*** Opening of The data ***

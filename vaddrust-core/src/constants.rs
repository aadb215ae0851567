//! Shell protocol constants

/// Line terminator for everything sent to the camera
pub const CRLF: &str = "\r\n";

/// Tail patterns, lowercase, checked in this order
pub const LOGIN_PROMPT: &[u8] = b"login:";
pub const PASSWORD_PROMPT: &[u8] = b"password:";
pub const SHELL_PROMPT: &[u8] = b">";

/// Fallback login confirmation is `Welcome <username>`
pub const WELCOME_PREFIX: &str = "Welcome ";

/// Marker of the identification reply to `version`
pub const SYSTEM_VERSION: &str = "System Version";

/// Identification query sent on the first shell prompt
pub const VERSION_QUERY: &str = "version";

/// Wake check used while the camera is in standby
pub const STANDBY_QUERY: &str = "camera standby get";

/// Full CCU refresh, requested once the device is identified
pub const CCU_GET_ALL: &str = "camera ccu get all";

/// Status queries: run once in order after login, then rotated by the poll
pub const POLL_COMMANDS: [&str; 5] = [
    STANDBY_QUERY,
    "camera focus mode get",
    CCU_GET_ALL,
    "camera led get",
    "video mute get",
];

*** Close of The data ***

■ Problem: The answer must be every line of the data that holds the word "sent".

■ Response to the exercise:
/// Line terminator for everything sent to the camera
/// Identification query sent on the first shell prompt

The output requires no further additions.